::: Source data :::

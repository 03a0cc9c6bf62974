//! Strategy performance metrics.
//!
//! Nothing here is maintained incrementally: each query folds over the closed
//! trades and the equity curve, O(trades + curve length).

use super::account::{EquityPoint, StrategyAccount};
use super::position::ClosedTrade;
use super::registry::StrategyMetric;

/// Win/loss statistics folded over closed trades.
#[derive(Debug, Clone, Copy, PartialEq, Default)]
pub struct TradeStats {
    pub trades_won: usize,
    pub trades_lost: usize,
    pub trades_even: usize,
    /// Sum of every trade's profit, in closing order.
    pub net_profit: f64,
    pub gross_profit: f64,
    /// Sum of losing trades as a positive number.
    pub gross_loss: f64,
    pub largest_win: f64,
    pub largest_loss: f64,
}

impl TradeStats {
    pub fn compute(trades: &[ClosedTrade]) -> Self {
        let mut stats = TradeStats::default();
        for trade in trades {
            let pnl = trade.profit;
            stats.net_profit += pnl;
            if pnl > 0.0 {
                stats.trades_won += 1;
                stats.gross_profit += pnl;
                stats.largest_win = stats.largest_win.max(pnl);
            } else if pnl < 0.0 {
                stats.trades_lost += 1;
                stats.gross_loss += pnl.abs();
                stats.largest_loss = stats.largest_loss.max(pnl.abs());
            } else {
                stats.trades_even += 1;
            }
        }
        stats
    }

    pub fn total_trades(&self) -> usize {
        self.trades_won + self.trades_lost + self.trades_even
    }

    /// Gross profit over gross loss; infinite with wins and no losses, 0 without trades.
    pub fn profit_factor(&self) -> f64 {
        if self.gross_loss > 0.0 {
            self.gross_profit / self.gross_loss
        } else if self.gross_profit > 0.0 {
            f64::INFINITY
        } else {
            0.0
        }
    }

    /// Winning trades as a percentage of all closed trades.
    pub fn percent_profitable(&self) -> f64 {
        let total = self.total_trades();
        if total == 0 {
            0.0
        } else {
            self.trades_won as f64 / total as f64 * 100.0
        }
    }
}

/// Largest peak-to-trough decline of the curve: (absolute, percent of the peak).
pub fn max_drawdown(curve: &[EquityPoint]) -> (f64, f64) {
    let Some(first) = curve.first() else {
        return (0.0, 0.0);
    };
    let mut peak = first.equity;
    let mut max_dd = 0.0_f64;
    let mut max_dd_pct = 0.0_f64;
    for point in curve {
        if point.equity > peak {
            peak = point.equity;
            continue;
        }
        let dd = peak - point.equity;
        max_dd = max_dd.max(dd);
        if peak > 0.0 {
            max_dd_pct = max_dd_pct.max(dd / peak * 100.0);
        }
    }
    (max_dd, max_dd_pct)
}

/// Largest trough-to-peak rise of the curve: (absolute, percent of the trough).
pub fn max_runup(curve: &[EquityPoint]) -> (f64, f64) {
    let Some(first) = curve.first() else {
        return (0.0, 0.0);
    };
    let mut trough = first.equity;
    let mut max_ru = 0.0_f64;
    let mut max_ru_pct = 0.0_f64;
    for point in curve {
        if point.equity < trough {
            trough = point.equity;
            continue;
        }
        let ru = point.equity - trough;
        max_ru = max_ru.max(ru);
        if trough > 0.0 {
            max_ru_pct = max_ru_pct.max(ru / trough * 100.0);
        }
    }
    (max_ru, max_ru_pct)
}

/// Current value of a `strategy*` metric, marking open positions at `mark_price`.
pub fn strategy_metric(account: &StrategyAccount, metric: StrategyMetric, mark_price: f64) -> f64 {
    let stats = || TradeStats::compute(account.closed_trades());
    match metric {
        StrategyMetric::PositionSize => account.position_size(),
        StrategyMetric::PositionAvgPrice => account.position_avg_price(),
        StrategyMetric::NetProfit => stats().net_profit,
        StrategyMetric::GrossProfit => stats().gross_profit,
        StrategyMetric::GrossLoss => stats().gross_loss,
        StrategyMetric::Equity => account.equity(mark_price),
        StrategyMetric::OpenProfit => account.open_profit(mark_price),
        StrategyMetric::InitialCapital => account.initial_capital,
        StrategyMetric::Cash => account.cash,
        StrategyMetric::OpenTrades => account.open_positions().len() as f64,
        StrategyMetric::ClosedTrades => account.closed_trades().len() as f64,
        StrategyMetric::WinTrades => stats().trades_won as f64,
        StrategyMetric::LossTrades => stats().trades_lost as f64,
        StrategyMetric::EvenTrades => stats().trades_even as f64,
        StrategyMetric::MaxDrawdown => max_drawdown(account.equity_curve()).0,
        StrategyMetric::MaxDrawdownPercent => max_drawdown(account.equity_curve()).1,
        StrategyMetric::MaxRunup => max_runup(account.equity_curve()).0,
        StrategyMetric::MaxRunupPercent => max_runup(account.equity_curve()).1,
        StrategyMetric::ProfitFactor => stats().profit_factor(),
        StrategyMetric::PercentProfitable => stats().percent_profitable(),
    }
}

:::

• **Exercise details**:
Keeping each word as it stands, transcribe every entry.

• **Exercise result**:
repository 03a0cc9c6bf62974
//! Strategy performance metrics.
//!
//! Nothing here is maintained incrementally: each query folds over the closed
//! trades and the equity curve, O(trades + curve length).

use super::account::{EquityPoint, StrategyAccount};
use super::position::ClosedTrade;
use super::registry::StrategyMetric;

/// Win/loss statistics folded over closed trades.
#[derive(Debug, Clone, Copy, PartialEq, Default)]
pub struct TradeStats {
    pub trades_won: usize,
    pub trades_lost: usize,
    pub trades_even: usize,
    /// Sum of every trade's profit, in closing order.
    pub net_profit: f64,
    pub gross_profit: f64,
    /// Sum of losing trades as a positive number.
    pub gross_loss: f64,
    pub largest_win: f64,
    pub largest_loss: f64,
}

impl TradeStats {
    pub fn compute(trades: &[ClosedTrade]) -> Self {
        let mut stats = TradeStats::default();
        for trade in trades {
            let pnl = trade.profit;
            stats.net_profit += pnl;
            if pnl > 0.0 {
                stats.trades_won += 1;
                stats.gross_profit += pnl;
                stats.largest_win = stats.largest_win.max(pnl);
            } else if pnl < 0.0 {
                stats.trades_lost += 1;
                stats.gross_loss += pnl.abs();
                stats.largest_loss = stats.largest_loss.max(pnl.abs());
            } else {
                stats.trades_even += 1;
            }
        }
        stats
    }

    pub fn total_trades(&self) -> usize {
        self.trades_won + self.trades_lost + self.trades_even
    }

    /// Gross profit over gross loss; infinite with wins and no losses, 0 without trades.
    pub fn profit_factor(&self) -> f64 {
        if self.gross_loss > 0.0 {
            self.gross_profit / self.gross_loss
        } else if self.gross_profit > 0.0 {
            f64::INFINITY
        } else {
            0.0
        }
    }

    /// Winning trades as a percentage of all closed trades.
    pub fn percent_profitable(&self) -> f64 {
        let total = self.total_trades();
        if total == 0 {
            0.0
        } else {
            self.trades_won as f64 / total as f64 * 100.0
        }
    }
}

/// Largest peak-to-trough decline of the curve: (absolute, percent of the peak).
pub fn max_drawdown(curve: &[EquityPoint]) -> (f64, f64) {
    let Some(first) = curve.first() else {
        return (0.0, 0.0);
    };
    let mut peak = first.equity;
    let mut max_dd = 0.0_f64;
    let mut max_dd_pct = 0.0_f64;
    for point in curve {
        if point.equity > peak {
            peak = point.equity;
            continue;
        }
        let dd = peak - point.equity;
        max_dd = max_dd.max(dd);
        if peak > 0.0 {
            max_dd_pct = max_dd_pct.max(dd / peak * 100.0);
        }
    }
    (max_dd, max_dd_pct)
}

/// Largest trough-to-peak rise of the curve: (absolute, percent of the trough).
pub fn max_runup(curve: &[EquityPoint]) -> (f64, f64) {
    let Some(first) = curve.first() else {
        return (0.0, 0.0);
    };
    let mut trough = first.equity;
    let mut max_ru = 0.0_f64;
    let mut max_ru_pct = 0.0_f64;
    for point in curve {
        if point.equity < trough {
            trough = point.equity;
            continue;
        }
        let ru = point.equity - trough;
        max_ru = max_ru.max(ru);
        if trough > 0.0 {
            max_ru_pct = max_ru_pct.max(ru / trough * 100.0);
        }
    }
    (max_ru, max_ru_pct)
}

/// Current value of a `strategy*` metric, marking open positions at `mark_price`.
pub fn strategy_metric(account: &StrategyAccount, metric: StrategyMetric, mark_price: f64) -> f64 {
    let stats = || TradeStats::compute(account.closed_trades());
    match metric {
        StrategyMetric::PositionSize => account.position_size(),
        StrategyMetric::PositionAvgPrice => account.position_avg_price(),
        StrategyMetric::NetProfit => stats().net_profit,
        StrategyMetric::GrossProfit => stats().gross_profit,
        StrategyMetric::GrossLoss => stats().gross_loss,
        StrategyMetric::Equity => account.equity(mark_price),
        StrategyMetric::OpenProfit => account.open_profit(mark_price),
        StrategyMetric::InitialCapital => account.initial_capital,
        StrategyMetric::Cash => account.cash,
        StrategyMetric::OpenTrades => account.open_positions().len() as f64,
        StrategyMetric::ClosedTrades => account.closed_trades().len() as f64,
        StrategyMetric::WinTrades => stats().trades_won as f64,
        StrategyMetric::LossTrades => stats().trades_lost as f64,
        StrategyMetric::EvenTrades => stats().trades_even as f64,
        StrategyMetric::MaxDrawdown => max_drawdown(account.equity_curve()).0,
        StrategyMetric::MaxDrawdownPercent => max_drawdown(account.equity_curve()).1,
        StrategyMetric::MaxRunup => max_runup(account.equity_curve()).0,
        StrategyMetric::MaxRunupPercent => max_runup(account.equity_curve()).1,
        StrategyMetric::ProfitFactor => stats().profit_factor(),
        StrategyMetric::PercentProfitable => stats().percent_profitable(),
    }
}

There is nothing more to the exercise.